Personal information
- Full name: Karina Anaís Rodríguez
- Date of birth: 2 March 1999 (age 27)
- Place of birth: Torrance, California, U.S.
- Height: 1.65 m (5 ft 5 in)
- Position: Centre-back

Team information
- Current team: América
- Number: 3

Youth career
- Torrance Tartars
- So Cal Blues

College career
- Years: Team / Apps / (Gls)
- 2017–2021: UCLA Bruins / 73 / (4)

Senior career*
- Years: Team / Apps / (Gls)
- 2021–2022: Washington Spirit / 12 / (0)
- 2023–: América / 126 / (1)

International career^{‡}
- 2014: United States U15
- 2016: United States U17 / 3 / (0)
- 2017–2018: United States U20 / 7 / (0)
- 2021–: Mexico / 21 / (0)

Medal record
Women's football
Representing Mexico
Pan American Games
| Gold medal – first place | 2023 Santiago | Team |

= Karina Rodríguez (footballer) =

Mexican footballer (born 1999)

Karina Anaís Rodríguez (born 2 March 1999) is a professional footballer who plays as a defender for Liga MX Femenil side Club América. Born in the United States, she represents Mexico at international level.

==Early life==
Rodríguez was born and raised in Torrance, California.

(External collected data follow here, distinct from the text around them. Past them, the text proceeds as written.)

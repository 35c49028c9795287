pub mod macros;

use ecotick_core::catalog::Catalog;
use ecotick_core::config::EngineConfig;
use ecotick_core::engine::Engine;
use ecotick_core::rng::RandomSource;
use ecotick_data::Species;

#[allow(dead_code)]
pub struct EngineBuilder {
    config: EngineConfig,
    species: Option<Vec<Species>>,
    seed: u32,
    initial: Vec<(String, usize)>,
}

#[allow(dead_code)]
impl EngineBuilder {
    pub fn new() -> Self {
        Self {
            config: EngineConfig::default(),
            species: None,
            seed: 42,
            initial: Vec::new(),
        }
    }

    pub fn with_seed(mut self, seed: u32) -> Self {
        self.seed = seed;
        self
    }

    pub fn with_config<F>(mut self, modifier: F) -> Self
    where
        F: FnOnce(&mut EngineConfig),
    {
        modifier(&mut self.config);
        self
    }

    /// Replaces the default catalog.
    pub fn with_species(mut self, species: Species) -> Self {
        self.species.get_or_insert_with(Vec::new).push(species);
        self
    }

    /// Extra individuals added after seeding.
    pub fn with_individuals(mut self, id: &str, count: usize) -> Self {
        self.initial.push((id.to_string(), count));
        self
    }

    pub fn catalog(&self) -> Catalog {
        self.species
            .clone()
            .map_or_else(Catalog::default_catalog, Catalog::new)
    }

    pub fn build(self) -> Engine {
        let catalog = self.catalog();
        let mut engine = Engine::new(catalog, self.config, self.seed);
        for (id, count) in &self.initial {
            engine.add_individuals(id, *count);
        }
        engine
    }
}

#[allow(dead_code)]
pub struct SpeciesBuilder {
    species: Species,
}

#[allow(dead_code)]
impl SpeciesBuilder {
    pub fn producer(id: &str) -> Self {
        Self {
            species: Species {
                id: id.to_string(),
                name: id.to_string(),
                is_producer: true,
                breed_rate: 0.25,
                death_rate: 0.01,
                max_energy: 12.0,
                photo_rate: 0.6,
                max_age: 400,
                ..Species::default()
            },
        }
    }

    pub fn consumer(id: &str, diet: &[&str]) -> Self {
        Self {
            species: Species {
                id: id.to_string(),
                name: id.to_string(),
                is_producer: false,
                diet: diet.iter().map(|d| (*d).to_string()).collect(),
                eat_rate: 0.2,
                breed_rate: 0.1,
                death_rate: 0.02,
                eat_gain: 5.0,
                max_energy: 15.0,
                metabolism: 1.0,
                breed_threshold: 6.0,
                max_age: 300,
                ..Species::default()
            },
        }
    }

    pub fn start_pop(mut self, n: usize) -> Self {
        self.species.start_pop = n;
        self
    }

    pub fn rates(mut self, eat: f64, breed: f64, death: f64) -> Self {
        self.species.eat_rate = eat;
        self.species.breed_rate = breed;
        self.species.death_rate = death;
        self
    }

    pub fn max_age(mut self, age: u64) -> Self {
        self.species.max_age = age;
        self
    }

    pub fn metabolism(mut self, m: f64) -> Self {
        self.species.metabolism = m;
        self
    }

    pub fn build(self) -> Species {
        self.species
    }
}

/// Replays a fixed list of rolls, then repeats `fallback`.
#[allow(dead_code)]
pub struct ScriptedRng {
    rolls: Vec<f64>,
    pos: usize,
    fallback: f64,
}

#[allow(dead_code)]
impl ScriptedRng {
    pub fn new(rolls: Vec<f64>, fallback: f64) -> Self {
        Self {
            rolls,
            pos: 0,
            fallback,
        }
    }

    pub fn constant(value: f64) -> Self {
        Self::new(Vec::new(), value)
    }

    /// Draws consumed so far.
    pub fn draws(&self) -> usize {
        self.pos
    }
}

impl RandomSource for ScriptedRng {
    fn reseed(&mut self, _seed: u32) {
        self.pos = 0;
    }

    fn next_f64(&mut self) -> f64 {
        let value = self.rolls.get(self.pos).copied().unwrap_or(self.fallback);
        self.pos += 1;
        value
    }
}
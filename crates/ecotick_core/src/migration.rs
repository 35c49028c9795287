//! Periodic reintroduction of extinct species.
//!
//! Migration is the only way an empty pool refills. It runs on interval ticks
//! only and never touches a species that still has members.

use crate::catalog::Catalog;
use crate::config::EngineConfig;
use crate::population::Populations;
use crate::rng::RandomSource;
use ecotick_data::{Species, SpeciesId};
use std::collections::BTreeMap;

/// Whether migration runs on `time`. An interval of 0 disables it.
#[must_use]
pub fn is_due(time: u64, interval: u64) -> bool {
    interval > 0 && time % interval == 0
}

/// Producers always qualify. Consumers qualify only while some diet species
/// has more than `food_threshold` members.
#[must_use]
pub fn is_eligible(species: &Species, populations: &Populations, food_threshold: usize) -> bool {
    species.is_producer
        || species
            .diet
            .iter()
            .any(|prey| populations.count(prey) > food_threshold)
}

/// Runs one migration round over every empty pool in catalog order.
///
/// Returns the number of arrivals per species. Species with no arrivals are
/// omitted.
pub fn migrate<R: RandomSource>(
    catalog: &Catalog,
    populations: &mut Populations,
    config: &EngineConfig,
    rng: &mut R,
) -> BTreeMap<SpeciesId, u32> {
    let mut arrivals = BTreeMap::new();

    for species in catalog.iter() {
        if !populations.is_extinct(&species.id)
            || !is_eligible(species, populations, config.migration_food_threshold)
        {
            continue;
        }
        if !rng.chance(config.migration_chance) {
            continue;
        }

        let count = 1 + rng.pick(2);
        let max = species.max_energy;
        for _ in 0..count {
            let energy = max * 0.7 + rng.next_f64() * max * 0.3;
            populations.spawn(species, energy);
        }
        tracing::debug!(species = %species.id, count, "Migrants arrived");
        arrivals.insert(species.id.clone(), count as u32);
    }
    arrivals
}
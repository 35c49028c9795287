//! # Ecotick IO
//!
//! I/O and persistence layer for the ecotick simulation.
//!
//! This crate provides:
//! - Structured error handling with custom error types
//! - JSON serialization helpers with optional gzip compression
//! - Snapshot stores for saving and resuming an engine
//! - A JSONL event log

/// Error types and result aliases for I/O operations
pub mod error;
/// JSONL event log of notable simulation events
pub mod history;
/// Snapshot stores backed by files or memory
pub mod persistence;
/// Validated serialization helpers for JSON files
pub mod serialization;

pub use error::{IoError, Result};
pub use history::{EventLogger, LiveEvent};
pub use persistence::{JsonFileStore, MemoryStore, SnapshotStore};
pub use serialization::{from_json, read_json_file, to_json, to_json_pretty, write_json_file};
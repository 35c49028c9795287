use serde::{Deserialize, Serialize};

#[derive(Debug, Clone, Copy, PartialEq, Eq, Default, Serialize, Deserialize)]
pub enum Season {
    #[default]
    Spring,
    Summer,
    Autumn,
    Winter,
}

impl Season {
    pub const ALL: [Season; 4] = [
        Season::Spring,
        Season::Summer,
        Season::Autumn,
        Season::Winter,
    ];

    #[must_use]
    pub fn icon(&self) -> &'static str {
        match self {
            Season::Spring => "🌸 Spring",
            Season::Summer => "☀️ Summer",
            Season::Autumn => "🍂 Autumn",
            Season::Winter => "❄️ Winter",
        }
    }
}

/// Environmental conditions for the current tick.
///
/// Derived wholly from the tick counter; see `ecotick_core::environment`.
#[derive(Serialize, Deserialize, Debug, Clone, Copy, PartialEq)]
pub struct Environment {
    /// Photosynthesis multiplier, always within `[0.7, 1.3]`.
    pub sunlight: f64,
    pub season: Season,
    /// Position within the seasonal period.
    pub cycle_day: u64,
}

impl Default for Environment {
    fn default() -> Self {
        Self {
            sunlight: 1.0,
            season: Season::Spring,
            cycle_day: 0,
        }
    }
}

impl Environment {
    #[must_use]
    pub fn sunlight_percent(&self) -> u32 {
        (self.sunlight * 100.0).round() as u32
    }

    #[must_use]
    pub fn sunlight_icon(&self) -> &'static str {
        match self.sunlight_percent() {
            p if p > 100 => "☀️",
            p if p < 90 => "⛅",
            _ => "🌤️",
        }
    }
}
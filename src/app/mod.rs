pub mod console;
pub mod input;
pub mod scheduler;
pub mod shutdown;
pub mod state;

pub use input::Command;
pub use scheduler::{RunState, Scheduler};
pub use shutdown::ShutdownManager;
pub use state::Simulation;

use ecotick_core::config::{LoggingConfig, PersistenceConfig};
use ecotick_core::stats::{rate_symbol, Trend};
use ecotick_io::{EventLogger, JsonFileStore, MemoryStore, SnapshotStore};
use std::sync::Arc;
use std::time::Duration;
use tokio::io::{AsyncBufReadExt, BufReader};

/// File store when persistence is enabled, otherwise a throwaway memory store.
pub fn open_store(config: &PersistenceConfig) -> Arc<dyn SnapshotStore> {
    if config.enabled {
        Arc::new(JsonFileStore::new(&config.path))
    } else {
        Arc::new(MemoryStore::new())
    }
}

/// Event log under `event_log_dir`, or a dummy when it is empty or unusable.
pub fn open_event_log(config: &LoggingConfig) -> EventLogger {
    if config.event_log_dir.trim().is_empty() {
        return EventLogger::dummy();
    }
    EventLogger::new_at(&config.event_log_dir).unwrap_or_else(|e| {
        tracing::warn!(dir = %config.event_log_dir, error = %e, "Event log disabled");
        EventLogger::dummy()
    })
}

/// Events listed under the species table.
const STATS_RECENT_EVENTS: usize = 5;

/// Multi-line species table for the `stats` command, followed by the latest
/// population events.
#[must_use]
pub fn stats_table(sim: &Simulation) -> String {
    let catalog = sim.engine().catalog();
    let env = sim.engine().environment();
    let mut out = format!(
        "tick {} {} {:?} sunlight {}% {}\n",
        sim.time(),
        env.season.icon(),
        env.season,
        env.sunlight_percent(),
        env.sunlight_icon(),
    );
    for s in sim.stats() {
        let glyph = catalog.get(&s.id).map_or("?", |sp| sp.glyph.as_str());
        out.push_str(&format!(
            "{glyph} {:<9} {:>4}  {:>5.1}%  {:?} {:?}  {}{:.2} {}\n",
            s.id,
            s.pop,
            s.health_pct,
            s.role,
            s.energy_status,
            rate_symbol(s.growth_rate),
            s.growth_rate,
            Trend::from_slope(s.trend).symbol(),
        ));
    }
    let recent: Vec<_> = sim.recent_events().collect();
    if !recent.is_empty() {
        out.push_str("recent:\n");
        for event in recent.iter().rev().take(STATS_RECENT_EVENTS).rev() {
            out.push_str(&format!("  {:>4} {event}\n", event.time));
        }
    }
    out
}

fn print_new_lines(scheduler: &Scheduler, cursor: &mut u64) {
    scheduler.with_sim(|sim| {
        for line in sim.console().since(*cursor) {
            println!("{line}");
        }
        *cursor = sim.console().cursor();
    });
}

/// Interactive loop: reads commands from stdin and echoes the console.
pub async fn run_interactive(mut scheduler: Scheduler, shutdown: ShutdownManager) {
    println!("{}", input::HELP);
    let mut cursor = 0;
    let mut lines = BufReader::new(tokio::io::stdin()).lines();
    let mut refresh = tokio::time::interval(Duration::from_millis(100));

    while !shutdown.is_shutdown_requested() {
        tokio::select! {
            () = shutdown.requested() => break,
            _ = refresh.tick() => print_new_lines(&scheduler, &mut cursor),
            line = lines.next_line() => {
                let Ok(Some(line)) = line else {
                    break;
                };
                let Some(command) = Command::parse(&line) else {
                    if !line.trim().is_empty() {
                        println!("unknown command, try `help`");
                    }
                    continue;
                };
                match command {
                    Command::Start => scheduler.start(),
                    Command::Stop => {
                        scheduler.stop().await;
                    }
                    Command::Reset => {
                        let seed = scheduler.reset().await;
                        tracing::info!(seed, "Simulation reset");
                    }
                    Command::Save => {
                        let ok = scheduler.save();
                        println!("{}", if ok { "saved" } else { "save failed" });
                    }
                    Command::Speed(level) => scheduler.set_speed(level).await,
                    Command::FastForward(n) => scheduler.fast_forward(n),
                    Command::Add { species, count } => {
                        if scheduler.add_individuals(&species, count) == 0 {
                            println!("nothing added");
                        }
                    }
                    Command::Stats => print!("{}", scheduler.with_sim(|sim| stats_table(sim))),
                    Command::Help => println!("{}", input::HELP),
                    Command::Quit => shutdown.request_shutdown(),
                }
                print_new_lines(&scheduler, &mut cursor);
            }
        }
    }

    shutdown.cleanup(&mut scheduler).await;
}

/// Runs `ticks` ticks as fast as possible, or until shutdown, then saves.
pub async fn run_headless(mut scheduler: Scheduler, shutdown: ShutdownManager, ticks: u64) {
    const BATCH: u64 = 100;
    let mut done = 0;
    while done < ticks && !shutdown.is_shutdown_requested() {
        let n = BATCH.min(ticks - done);
        scheduler.fast_forward(n as u32);
        done += n;
        tokio::task::yield_now().await;
    }
    let (time, population) = scheduler.with_sim(|sim| {
        (sim.time(), sim.engine().populations().total())
    });
    tracing::info!(ticks = done, time, population, "Headless run finished");
    print!("{}", scheduler.with_sim(|sim| stats_table(sim)));
    shutdown.cleanup(&mut scheduler).await;
}
//! Species catalog: ordered, read-only table of species parameters.
//!
//! Catalog order is the engine's species iteration order. Malformed entries
//! are reported as [`CatalogWarning`]s and otherwise used as given.

use ecotick_data::{Species, SpeciesId};
use serde::{Deserialize, Serialize};
use std::collections::HashSet;
use std::fmt;

#[derive(Debug, Clone, PartialEq)]
pub enum CatalogWarning {
    DanglingDiet { species: SpeciesId, prey: SpeciesId },
    ProbabilityOutOfRange { species: SpeciesId, field: &'static str, value: f64 },
    NegativeField { species: SpeciesId, field: &'static str, value: f64 },
    ProducerWithDiet { species: SpeciesId },
    ConsumerWithoutDiet { species: SpeciesId },
    SelfPredation { species: SpeciesId },
    DuplicateId { species: SpeciesId },
}

impl fmt::Display for CatalogWarning {
    fn fmt(&self, f: &mut fmt::Formatter<'_>) -> fmt::Result {
        match self {
            Self::DanglingDiet { species, prey } => {
                write!(f, "{species}: diet references unknown species '{prey}'")
            }
            Self::ProbabilityOutOfRange { species, field, value } => {
                write!(f, "{species}: {field} = {value} is outside [0, 1]")
            }
            Self::NegativeField { species, field, value } => {
                write!(f, "{species}: {field} = {value} is negative")
            }
            Self::ProducerWithDiet { species } => {
                write!(f, "{species}: producer declares a diet, which is ignored")
            }
            Self::ConsumerWithoutDiet { species } => {
                write!(f, "{species}: consumer has an empty diet and can never feed")
            }
            Self::SelfPredation { species } => write!(f, "{species}: diet includes itself"),
            Self::DuplicateId { species } => write!(f, "{species}: duplicate species id"),
        }
    }
}

#[derive(Serialize, Deserialize, Debug, Clone, PartialEq, Default)]
pub struct Catalog {
    species: Vec<Species>,
}

impl Catalog {
    #[must_use]
    pub fn new(species: Vec<Species>) -> Self {
        Self { species }
    }

    /// Parses a catalog from TOML `[[species]]` tables.
    pub fn from_toml(content: &str) -> anyhow::Result<Self> {
        let catalog = toml::from_str::<Self>(content)?;
        Ok(catalog)
    }

    #[must_use]
    pub fn species(&self) -> &[Species] {
        &self.species
    }

    pub fn iter(&self) -> impl Iterator<Item = &Species> {
        self.species.iter()
    }

    #[must_use]
    pub fn get(&self, id: &str) -> Option<&Species> {
        self.species.iter().find(|s| s.id == id)
    }

    #[must_use]
    pub fn contains(&self, id: &str) -> bool {
        self.get(id).is_some()
    }

    #[must_use]
    pub fn len(&self) -> usize {
        self.species.len()
    }

    #[must_use]
    pub fn is_empty(&self) -> bool {
        self.species.is_empty()
    }

    pub fn producers(&self) -> impl Iterator<Item = &Species> {
        self.species.iter().filter(|s| s.is_producer)
    }

    pub fn consumers(&self) -> impl Iterator<Item = &Species> {
        self.species.iter().filter(|s| !s.is_producer)
    }

    /// Checks every record. Never fails; problems come back as warnings.
    #[must_use]
    pub fn validate(&self) -> Vec<CatalogWarning> {
        let mut warnings = Vec::new();
        let mut seen = HashSet::new();

        for s in &self.species {
            if !seen.insert(s.id.as_str()) {
                warnings.push(CatalogWarning::DuplicateId {
                    species: s.id.clone(),
                });
            }

            for prey in &s.diet {
                if !self.contains(prey) {
                    warnings.push(CatalogWarning::DanglingDiet {
                        species: s.id.clone(),
                        prey: prey.clone(),
                    });
                }
            }
            if s.eats(&s.id) {
                warnings.push(CatalogWarning::SelfPredation {
                    species: s.id.clone(),
                });
            }
            if s.is_producer && !s.diet.is_empty() {
                warnings.push(CatalogWarning::ProducerWithDiet {
                    species: s.id.clone(),
                });
            }
            if !s.is_producer && s.diet.is_empty() {
                warnings.push(CatalogWarning::ConsumerWithoutDiet {
                    species: s.id.clone(),
                });
            }

            for (field, value) in [
                ("eat_rate", s.eat_rate),
                ("breed_rate", s.breed_rate),
                ("death_rate", s.death_rate),
            ] {
                if !(0.0..=1.0).contains(&value) {
                    warnings.push(CatalogWarning::ProbabilityOutOfRange {
                        species: s.id.clone(),
                        field,
                        value,
                    });
                }
            }

            for (field, value) in [
                ("eat_gain", s.eat_gain),
                ("max_energy", s.max_energy),
                ("metabolism", s.metabolism),
                ("breed_threshold", s.breed_threshold),
                ("photo_rate", s.photo_rate),
            ] {
                if value < 0.0 {
                    warnings.push(CatalogWarning::NegativeField {
                        species: s.id.clone(),
                        field,
                        value,
                    });
                }
            }
        }
        warnings
    }

    /// Validates and logs each warning. Returns the warning count.
    pub fn log_warnings(&self) -> usize {
        let warnings = self.validate();
        for w in &warnings {
            tracing::warn!(warning = %w, "Catalog warning");
        }
        warnings.len()
    }

    /// The seven-species woodland food web.
    #[must_use]
    pub fn default_catalog() -> Self {
        let consumer = |id: &str,
                        name: &str,
                        glyph: &str,
                        color: &str,
                        diet: &[&str],
                        rates: (f64, f64, f64),
                        max_age: u64,
                        energy: (f64, f64, f64),
                        start_pop: usize,
                        facts: &str| Species {
            id: id.to_string(),
            name: name.to_string(),
            glyph: glyph.to_string(),
            color: color.to_string(),
            facts: facts.to_string(),
            is_producer: false,
            diet: diet.iter().map(|d| (*d).to_string()).collect(),
            eat_rate: rates.0,
            breed_rate: rates.1,
            death_rate: rates.2,
            max_energy: energy.0,
            eat_gain: energy.1,
            breed_threshold: energy.2,
            metabolism: 1.0,
            photo_rate: 0.0,
            max_age,
            start_pop,
        };

        Self::new(vec![
            Species {
                id: "plant".to_string(),
                name: "Plant".to_string(),
                glyph: "🌱".to_string(),
                color: "#33cc33".to_string(),
                facts: "Primary producer that converts sunlight into energy, forming the foundation of the ecosystem.".to_string(),
                is_producer: true,
                diet: Vec::new(),
                eat_rate: 0.0,
                breed_rate: 0.25,
                death_rate: 0.01,
                eat_gain: 0.0,
                max_energy: 12.0,
                metabolism: 0.0,
                breed_threshold: 2.0,
                photo_rate: 0.6,
                max_age: 400,
                start_pop: 80,
            },
            consumer(
                "rabbit", "Rabbit", "🐰", "#cccccc", &["plant"],
                (0.20, 0.10, 0.02), 300, (15.0, 5.0, 6.0), 15,
                "Fast-breeding herbivores that feed on plants and are prey for many predators.",
            ),
            consumer(
                "mouse", "Mouse", "🐭", "#ffff66", &["plant"],
                (0.15, 0.12, 0.02), 250, (12.0, 4.0, 5.0), 20,
                "Small rodents that consume plants and seeds. Prolific breeders and an important food source for predators.",
            ),
            consumer(
                "hedgehog", "Hedgehog", "🦔", "#996633", &["plant", "bug"],
                (0.18, 0.05, 0.015), 450, (20.0, 6.0, 8.0), 8,
                "Small omnivorous mammals that eat both plants and insects. They help control pest populations.",
            ),
            consumer(
                "bug", "Bug", "🐞", "#ff4dff", &["plant"],
                (0.25, 0.20, 0.05), 100, (8.0, 3.0, 3.0), 30,
                "Small insects that feed on plants and serve as food for many other animals.",
            ),
            consumer(
                "fox", "Fox", "🦊", "#ff6600", &["rabbit", "mouse", "hedgehog"],
                (0.12, 0.03, 0.01), 500, (25.0, 8.0, 10.0), 3,
                "Cunning predator that hunts small mammals, helping to keep prey populations in check.",
            ),
            consumer(
                "owl", "Owl", "🦉", "#cc9966", &["mouse", "bug"],
                (0.15, 0.025, 0.008), 450, (22.0, 7.0, 9.0), 4,
                "Nocturnal predator specializing in hunting mice and insects, an important controller of rodent populations.",
            ),
        ])
    }
}

#[cfg(test)]
mod tests {
    use super::*;

    #[test]
    fn test_default_catalog_is_clean() {
        let catalog = Catalog::default_catalog();
        assert_eq!(catalog.len(), 7);
        assert!(catalog.validate().is_empty(), "{:?}", catalog.validate());
        assert_eq!(catalog.producers().count(), 1);
    }

    #[test]
    fn test_dangling_diet_is_warning() {
        let catalog = Catalog::new(vec![Species {
            id: "wolf".into(),
            diet: vec!["sheep".into()],
            ..Species::default()
        }]);
        let warnings = catalog.validate();
        assert!(warnings.contains(&CatalogWarning::DanglingDiet {
            species: "wolf".into(),
            prey: "sheep".into()
        }));
    }

    #[test]
    fn test_out_of_range_and_negative_fields() {
        let catalog = Catalog::new(vec![Species {
            id: "odd".into(),
            is_producer: true,
            breed_rate: 1.5,
            metabolism: -1.0,
            ..Species::default()
        }]);
        let warnings = catalog.validate();
        assert_eq!(warnings.len(), 2);
        assert!(warnings[0].to_string().contains("breed_rate"));
        assert!(warnings[1].to_string().contains("metabolism"));
    }

    #[test]
    fn test_catalog_from_toml() {
        let catalog = Catalog::from_toml(
            r##"
            [[species]]
            id = "grass"
            name = "Grass"
            glyph = "\""
            color = "#00ff00"
            is_producer = true
            eat_rate = 0.0
            breed_rate = 0.3
            death_rate = 0.01
            eat_gain = 0.0
            max_energy = 10.0
            metabolism = 0.0
            breed_threshold = 0.0
            photo_rate = 0.5
            max_age = 200
            start_pop = 40
            "##,
        )
        .unwrap();
        assert_eq!(catalog.len(), 1);
        assert_eq!(catalog.get("grass").map(|s| s.start_pop), Some(40));
    }
}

She attended Torrance High School and the University of California, Los Angeles.

==International career==
Rodríguez represented the United States at the 2016 FIFA U-17 Women's World Cup and the 2018 CONCACAF Women's U-20 Championship. She later switched allegiance to Mexico and made her senior debut on 24 February 2021 in a 0–0 friendly home draw against Costa Rica.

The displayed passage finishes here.